ANNAPOLIS – The Ehrlich administration’s Transportation Task Force Tuesday unveiled its funding recommendations for construction of the $1.7 billion Inter-county Connector, favoring a combination of bonds backed by future federal funding and projected revenue sources and rejecting a gas-tax increase.
The panel’s recommendations were presented during a joint session of the House’s Appropriations and Ways and Means committees.
Among the panel’s findings was a vote of support for the Department of Transportation’s recommendation to increase the six-year capital program by $4.7 billion. The group’s summary said that funding would address two-thirds of the needs during the program period.

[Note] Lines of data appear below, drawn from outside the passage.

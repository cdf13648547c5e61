//! Catalog rows to a fully linked [`SchemaGraph`].
//!
//! Runs in three steps so that row order never matters:
//! columns first, then constraints, then a reconciliation pass that checks
//! every reference target became a primary key.

use tracing::{debug, info, instrument, warn};

use super::{ColumnNode, ReferenceEdge, SchemaGraph};
use crate::catalog::{
    canonicalize, CatalogRows, ColumnDescriptor, ConstraintDescriptor, ConstraintKind, Dialect,
};
use crate::error::{Result, SchemaError};

/// Builds schema graphs from catalog rows of one engine.
#[derive(Debug, Clone, Copy, Default)]
pub struct Normalizer {
    dialect: Dialect,
}

/// Normalize PostgreSQL catalog rows.
pub fn normalize(
    columns: &[ColumnDescriptor],
    constraints: &[ConstraintDescriptor],
) -> Result<SchemaGraph> {
    Normalizer::default().normalize(columns, constraints)
}

impl Normalizer {
    pub fn new(dialect: Dialect) -> Self {
        Self { dialect }
    }

    pub fn dialect(&self) -> Dialect {
        self.dialect
    }

    pub fn normalize_rows(&self, rows: &CatalogRows) -> Result<SchemaGraph> {
        self.normalize(&rows.columns, &rows.constraints)
    }

    /// Either a graph satisfying every invariant or the first error found.
    #[instrument(skip_all, fields(
        dialect = self.dialect.name(),
        columns = columns.len(),
        constraints = constraints.len()
    ))]
    pub fn normalize(
        &self,
        columns: &[ColumnDescriptor],
        constraints: &[ConstraintDescriptor],
    ) -> Result<SchemaGraph> {
        let mut graph = SchemaGraph::default();

        for desc in columns {
            self.add_column(&mut graph, desc)?;
        }
        debug!(tables = graph.tables.len(), "column pass complete");

        for desc in constraints {
            apply_constraint(&mut graph, desc)?;
        }
        debug!("constraint pass complete");

        if let Err(err) = graph.check_reference_targets() {
            warn!(%err, "reconciliation failed");
            return Err(err);
        }

        info!(
            tables = graph.tables.len(),
            references = graph.references().count(),
            "schema normalized"
        );
        Ok(graph)
    }

    fn add_column(&self, graph: &mut SchemaGraph, desc: &ColumnDescriptor) -> Result<()> {
        let sql_type = canonicalize(&desc.data_type, self.dialect).map_err(|source| {
            SchemaError::UnsupportedType {
                table: desc.table_name.clone(),
                column: desc.column_name.clone(),
                source,
            }
        })?;

        let column = ColumnNode::new(
            &desc.table_name,
            &desc.column_name,
            sql_type,
            !desc.is_nullable,
        );
        if !graph.ensure_table(&desc.table_name).insert_column(column) {
            return Err(SchemaError::DuplicateColumn {
                table: desc.table_name.clone(),
                column: desc.column_name.clone(),
            });
        }
        Ok(())
    }
}

fn apply_constraint(graph: &mut SchemaGraph, desc: &ConstraintDescriptor) -> Result<()> {
    let table = desc.table_name.as_str();
    let column = desc.column_name.as_str();

    match &desc.kind {
        ConstraintKind::PrimaryKey => {
            let node = graph
                .column_mut(table, column)
                .ok_or_else(|| SchemaError::unknown_column(table, column))?;
            node.is_primary_key = true;
        }
        ConstraintKind::ForeignKey {
            table: target_table,
            column: target_column,
        } => {
            if graph.column(table, column).is_none() {
                return Err(SchemaError::unknown_column(table, column));
            }
            if graph.column(target_table, target_column).is_none() {
                return Err(SchemaError::unknown_column(target_table, target_column));
            }

            let owner = graph
                .table_mut(table)
                .ok_or_else(|| SchemaError::unknown_column(table, column))?;
            if owner.has_constraint(&desc.constraint_name) {
                return Err(SchemaError::DuplicateConstraintName {
                    table: table.to_string(),
                    constraint: desc.constraint_name.clone(),
                });
            }

            let edge = ReferenceEdge::outgoing(
                &desc.constraint_name,
                table,
                column,
                target_table,
                target_column,
            );
            let node = owner
                .column_mut(column)
                .ok_or_else(|| SchemaError::unknown_column(table, column))?;
            node.references.push(edge);
        }
    }

    debug!(constraint = %desc.constraint_name, table, column, "constraint applied");
    Ok(())
}
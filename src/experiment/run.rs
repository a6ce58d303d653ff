//! Run - a single recorded experiment execution

use serde::{Deserialize, Serialize};
use serde_json::{Map, Value};

use crate::{Error, Result};

/// Config keys starting with this character are internal to the tracking
/// service and never flattened into run tables.
pub const RESERVED_PREFIX: char = '_';

/// Key that marks a summary value as a file-backed media reference.
const MEDIA_TYPE_KEY: &str = "_type";

/// Summary outputs of a run (accuracy, loss, ...).
///
/// Besides scalars, a summary may hold references to large file-backed
/// values (images, tables, histograms). Those are stored by the tracking
/// service as JSON objects tagged with `"_type"` and are left out of
/// [`RunSummary::json_dict`].
#[derive(Debug, Clone, Default, Serialize, Deserialize, PartialEq)]
#[serde(transparent)]
pub struct RunSummary {
    values: Map<String, Value>,
}

impl RunSummary {
    /// Create a summary from a key/value mapping.
    #[must_use]
    pub const fn new(values: Map<String, Value>) -> Self {
        Self { values }
    }

    /// Get a summary value by key.
    #[must_use]
    pub fn get(&self, key: &str) -> Option<&Value> {
        self.values.get(key)
    }

    /// Number of summary entries, media references included.
    #[must_use]
    pub fn len(&self) -> usize {
        self.values.len()
    }

    /// Check if the summary has no entries.
    #[must_use]
    pub fn is_empty(&self) -> bool {
        self.values.is_empty()
    }

    /// Summary entries without file-backed media references.
    #[must_use]
    pub fn json_dict(&self) -> Map<String, Value> {
        self.values
            .iter()
            .filter(|(_, value)| !is_media_reference(value))
            .map(|(key, value)| (key.clone(), value.clone()))
            .collect()
    }
}

fn is_media_reference(value: &Value) -> bool {
    value
        .as_object()
        .is_some_and(|object| object.contains_key(MEDIA_TYPE_KEY))
}

/// Run represents one execution recorded by the tracking service.
///
/// Runs are read-only inputs to the exporter: a name, the config the
/// run was launched with, and the summary it reported.
#[derive(Debug, Clone, Serialize, Deserialize, PartialEq)]
pub struct Run {
    name: String,
    #[serde(default)]
    config: Map<String, Value>,
    #[serde(default)]
    summary: Option<RunSummary>,
}

impl Run {
    /// Create a run with empty config and summary.
    #[must_use]
    pub fn new(name: impl Into<String>) -> Self {
        Self {
            name: name.into(),
            config: Map::new(),
            summary: Some(RunSummary::default()),
        }
    }

    /// Create a builder for constructing a run with config and summary values.
    #[must_use]
    pub fn builder(name: impl Into<String>) -> RunBuilder {
        RunBuilder::new(name)
    }

    /// Get the run name.
    #[must_use]
    pub fn name(&self) -> &str {
        &self.name
    }

    /// Get the full config, reserved keys included.
    #[must_use]
    pub const fn config(&self) -> &Map<String, Value> {
        &self.config
    }

    /// Config entries whose keys do not start with [`RESERVED_PREFIX`].
    #[must_use]
    pub fn public_config(&self) -> Map<String, Value> {
        self.config
            .iter()
            .filter(|(key, _)| !key.starts_with(RESERVED_PREFIX))
            .map(|(key, value)| (key.clone(), value.clone()))
            .collect()
    }

    /// Get the run summary.
    ///
    /// # Errors
    ///
    /// Returns `Error::MissingAttribute` if the run carries no summary.
    pub fn summary(&self) -> Result<&RunSummary> {
        self.summary
            .as_ref()
            .ok_or_else(|| Error::MissingAttribute(format!("run '{}' has no summary", self.name)))
    }
}

/// Builder for `Run`.
#[derive(Debug)]
pub struct RunBuilder {
    name: String,
    config: Map<String, Value>,
    summary: Option<Map<String, Value>>,
}

impl RunBuilder {
    /// Create a new builder with required fields.
    #[must_use]
    pub fn new(name: impl Into<String>) -> Self {
        Self {
            name: name.into(),
            config: Map::new(),
            summary: Some(Map::new()),
        }
    }

    /// Set a config value.
    #[must_use]
    pub fn config(mut self, key: impl Into<String>, value: impl Into<Value>) -> Self {
        self.config.insert(key.into(), value.into());
        self
    }

    /// Set a summary value.
    #[must_use]
    pub fn summary(mut self, key: impl Into<String>, value: impl Into<Value>) -> Self {
        self.summary
            .get_or_insert_with(Map::new)
            .insert(key.into(), value.into());
        self
    }

    /// Drop the summary entirely (as for runs fetched without one).
    #[must_use]
    pub fn without_summary(mut self) -> Self {
        self.summary = None;
        self
    }

    /// Build the `Run`.
    #[must_use]
    pub fn build(self) -> Run {
        Run {
            name: self.name,
            config: self.config,
            summary: self.summary.map(RunSummary::new),
        }
    }
}

#[cfg(test)]
mod tests {
    use super::*;
    use serde_json::json;

    #[test]
    fn test_public_config_drops_reserved_keys() {
        let run = Run::builder("run-1")
            .config("lr", 0.1)
            .config("_wandb", json!({"cli_version": "0.8"}))
            .build();

        let config = run.public_config();
        assert_eq!(config.len(), 1);
        assert!(config.contains_key("lr"));
        assert_eq!(run.config().len(), 2);
    }

    #[test]
    fn test_json_dict_skips_media() {
        let run = Run::builder("run-1")
            .summary("acc", 0.9)
            .summary("examples", json!({"_type": "images", "count": 8}))
            .summary("meta", json!({"epochs": 3}))
            .build();

        let summary = run.summary().unwrap();
        assert_eq!(summary.len(), 3);
        let dict = summary.json_dict();
        assert_eq!(dict.len(), 2);
        assert!(!dict.contains_key("examples"));
    }

    #[test]
    fn test_missing_summary_errors() {
        let run = Run::builder("orphan").without_summary().build();
        let err = run.summary().unwrap_err();
        assert!(err.to_string().contains("orphan"));
    }

    #[test]
    fn test_run_deserialize_defaults() {
        let run: Run = serde_json::from_value(json!({"name": "bare"})).unwrap();
        assert_eq!(run.name(), "bare");
        assert!(run.config().is_empty());
        assert!(run.summary().is_err());
    }
}
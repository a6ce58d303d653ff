//! LaTeX document pieces
//!
//! Fixed header/footer templates, text escaping, markdown conversion and
//! per-section rendering.

mod markdown;
mod section;

pub use markdown::{CmarkLatex, MarkupConverter, Pandoc};
pub use section::{figure_block, section_to_latex};

/// Placeholder in [`HEADER`] replaced by the report owner.
pub const AUTHOR_PLACEHOLDER: &str = "AUTHOR";

/// Placeholder in [`HEADER`] replaced by the report name.
pub const TITLE_PLACEHOLDER: &str = "TITLE";

/// Document preamble up to `\maketitle`.
pub const HEADER: &str = r"
\documentclass{article}
\usepackage{graphicx}
\usepackage{csvsimple}
\usepackage{booktabs}
\usepackage{longtable}
\usepackage{hyperref}

\providecommand{\tightlist}{%
  \setlength{\itemsep}{0pt}\setlength{\parskip}{0pt}}
\title{TITLE}
\author{%
  AUTHOR
}
\begin{document}
\maketitle";

/// Bibliography and document end.
pub const FOOTER: &str = r"
\begin{thebibliography}{9}
\bibitem{wandb}
  Weights and Biases,
  \\\texttt{http://wandb.com}
\end{thebibliography}
\end{document}
";

/// [`HEADER`] with the author and title placeholders replaced verbatim.
///
/// The author is substituted first, so a title containing `AUTHOR` is
/// left alone, while an author containing `TITLE` gets replaced too.
#[must_use]
pub fn header(author: &str, title: &str) -> String {
    HEADER
        .replace(AUTHOR_PLACEHOLDER, author)
        .replace(TITLE_PLACEHOLDER, title)
}

/// Escape LaTeX special characters in plain text.
#[must_use]
pub fn escape(text: &str) -> String {
    let mut out = String::with_capacity(text.len());
    for c in text.chars() {
        match c {
            '\\' => out.push_str("\\textbackslash{}"),
            '~' => out.push_str("\\textasciitilde{}"),
            '^' => out.push_str("\\textasciicircum{}"),
            '&' | '%' | '$' | '#' | '_' | '{' | '}' => {
                out.push('\\');
                out.push(c);
            }
            _ => out.push(c),
        }
    }
    out
}
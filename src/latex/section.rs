//! Section rendering

use std::fmt::Write;
use std::path::PathBuf;

use super::MarkupConverter;
use crate::experiment::Section;
use crate::Result;

/// Render one report section: its markdown panels converted in order,
/// then a figure block of its charts.
///
/// A section without markdown panels or charts renders to `""`.
///
/// # Errors
///
/// Returns the converter's error if a markdown panel fails to convert.
pub fn section_to_latex(
    section: &Section,
    charts: &[PathBuf],
    converter: &dyn MarkupConverter,
) -> Result<String> {
    let mut latex = String::new();
    for markdown in section.markdown() {
        latex.push_str(&converter.convert(markdown)?);
    }
    latex.push_str(&figure_block(charts));
    Ok(latex)
}

/// `figure` environment including each chart at half line width, in
/// input order. Empty for no charts.
#[must_use]
pub fn figure_block(charts: &[PathBuf]) -> String {
    if charts.is_empty() {
        return String::new();
    }

    let mut block = String::from("\\begin{figure}[h]\n");
    for chart in charts {
        let _ = writeln!(
            block,
            "\\includegraphics[width=0.5\\linewidth]{{{}}}",
            chart.display()
        );
    }
    block.push_str("\\end{figure}\n");
    block
}

#[cfg(test)]
mod tests {
    use super::*;
    use crate::experiment::Panel;
    use crate::latex::CmarkLatex;

    #[test]
    fn test_markdown_panels_in_order() {
        let section = Section::new(
            "Results",
            vec![
                Panel::markdown("# First"),
                Panel::other("Scatter Plot"),
                Panel::markdown("second"),
            ],
        );
        let latex = section_to_latex(&section, &[], &CmarkLatex).unwrap();
        assert_eq!(latex, "\\section{First}\nsecond\n");
    }

    #[test]
    fn test_figure_block() {
        let charts = vec![
            PathBuf::from("charts/section_0_a.png"),
            PathBuf::from("charts/section_0_b.png"),
        ];
        assert_eq!(
            figure_block(&charts),
            "\\begin{figure}[h]\n\
             \\includegraphics[width=0.5\\linewidth]{charts/section_0_a.png}\n\
             \\includegraphics[width=0.5\\linewidth]{charts/section_0_b.png}\n\
             \\end{figure}\n"
        );
    }

    #[test]
    fn test_empty_section_renders_nothing() {
        let section = Section::new("Plots only", vec![Panel::other("Run History Line Plot")]);
        assert_eq!(section_to_latex(&section, &[], &CmarkLatex).unwrap(), "");
    }
}
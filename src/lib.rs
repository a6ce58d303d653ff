//! # runtex: Experiment Reports to LaTeX
//!
//! runtex turns experiment-tracking reports into LaTeX documents and logs
//! diagnostic plots for fitted classifiers.
//!
//! ## Pipelines
//!
//! - **Report export**: runs are flattened into Arrow run tables, markdown
//!   panels are converted to LaTeX, chart images are attached per section,
//!   and everything is wrapped in a fixed preamble and bibliography.
//! - **Model watching**: predictions on held-out data become ROC,
//!   confusion-matrix and feature-importance plot artifacts, emitted to a
//!   run logger under `"roc"`, `"confusion_matrix"` and
//!   `"feature_importances"`.
//!
//! Both are synchronous call-and-return functions with no state kept
//! between calls.
//!
//! ## Example Usage
//!
//! ```rust
//! use runtex::experiment::{Panel, ReportSnapshot, Run, Section};
//! use runtex::report_to_latex;
//!
//! let mut report = ReportSnapshot::new("alice", "Curriculum Learning");
//! report.add_section(
//!     Section::new("Results", vec![Panel::markdown("Accuracy **improved**.")]),
//!     vec![Run::builder("run-001").config("lr", 0.01).summary("acc", 0.93).build()],
//! );
//!
//! let latex = report_to_latex(&report, None, false)?;
//! assert!(latex.contains("\\title{Curriculum Learning}"));
//! assert!(latex.contains("\\textbf{improved}"));
//! # Ok::<(), runtex::Error>(())
//! ```

#![warn(missing_docs)]
#![warn(clippy::all)]
#![warn(clippy::pedantic)]
#![warn(clippy::nursery)]

pub mod charts;
pub mod error;
pub mod experiment;
pub mod export;
pub mod latex;
pub mod table;
pub mod watch;

pub use error::{Error, Result};
pub use export::{report_to_latex, ReportExporter, ReportExporterBuilder};
pub use latex::section_to_latex;
pub use table::{runs_table_to_latex, runs_to_table, RunTable};
pub use watch::watch;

But the plan to fund the ICC took center stage among legislators, many representing districts close to the highway’s proposed route through Montgomery and Prince George’s counties to join Interstates 270 and 95.
Delegate Peter Franchot, D-Montgomery, chairman of the Subcommittee for Transportation and the Environment, called himself “the tip of the iceberg,” of a group of lawmakers who won’t support the administration’s favored bonding method unless a gas tax increase is approved for the state’s transportation program.
The Ehrlich administration has proposed using Grant Anticipation Revenue Vehicle, or GARVEE, bonds to fund from 53 to 59 percent of ICC construction. GARVEE bonds are issued by states and secured by future federal highway and transit funds, according to the Maryland Department of Legislative Services.
The task force recommended using $600 million in Maryland Transportation Authority GARVEE bonds; $450 million from MdTA bonds, derived from seven existing toll facilities; $500 million from MdTA bonds supported by future ICC toll revenue, and $150 million from the Transportation Trust Fund for the ICC.
“The governor has said that he is disinclined to support a gas tax but he is looking at other potential user fees that will be guaranteed for transportation programs (and) projects in every corner of the state,” said Transportation Secretary Robert L. Flanagan, at the joint committee hearing.
Flanagan appointed the 29-member task force in July to review the state’s transportation priorities. It includes senators, delegates and public and private representatives, as well as Flanagan.
Taking money from the Transportation Trust Fund has become a contentious issue. Last year, Gov. Robert Ehrlich tapped the fund for $300 million to balance the state’s budget. This year, he pledged $25 million from the fiscal 2005 budget as a down payment on that borrowing.
The Task Force agreed with the governor’s incremental approach to reimbursing the trust fund, saying immediate repayment is unfeasible. And the panel rejected trust fund protection legislation introduced this session that would prevent it from being tapped again except in emergencies.
The task force supported a proposal to impose a $20 surcharge on the roughly 1 million moving violations in the state each year.
That $20 million in annual revenue, the group said, would complete reimbursement of the trust fund in 10 years.
Some legislators said they were concerned about the amount of funding going into one project in Maryland.
Flanagan said the ICC is only part of the governor’s strategy on solving Maryland’s transportation needs, but he said Ehrlich will address legislator’s worries.
Lawmakers, the secretary said, haven’t yet grasped the full transportation “vision,” and added: “I think time will solve that problem. To the extent of the legislators simply producing political noise, that problem is not going to go away.”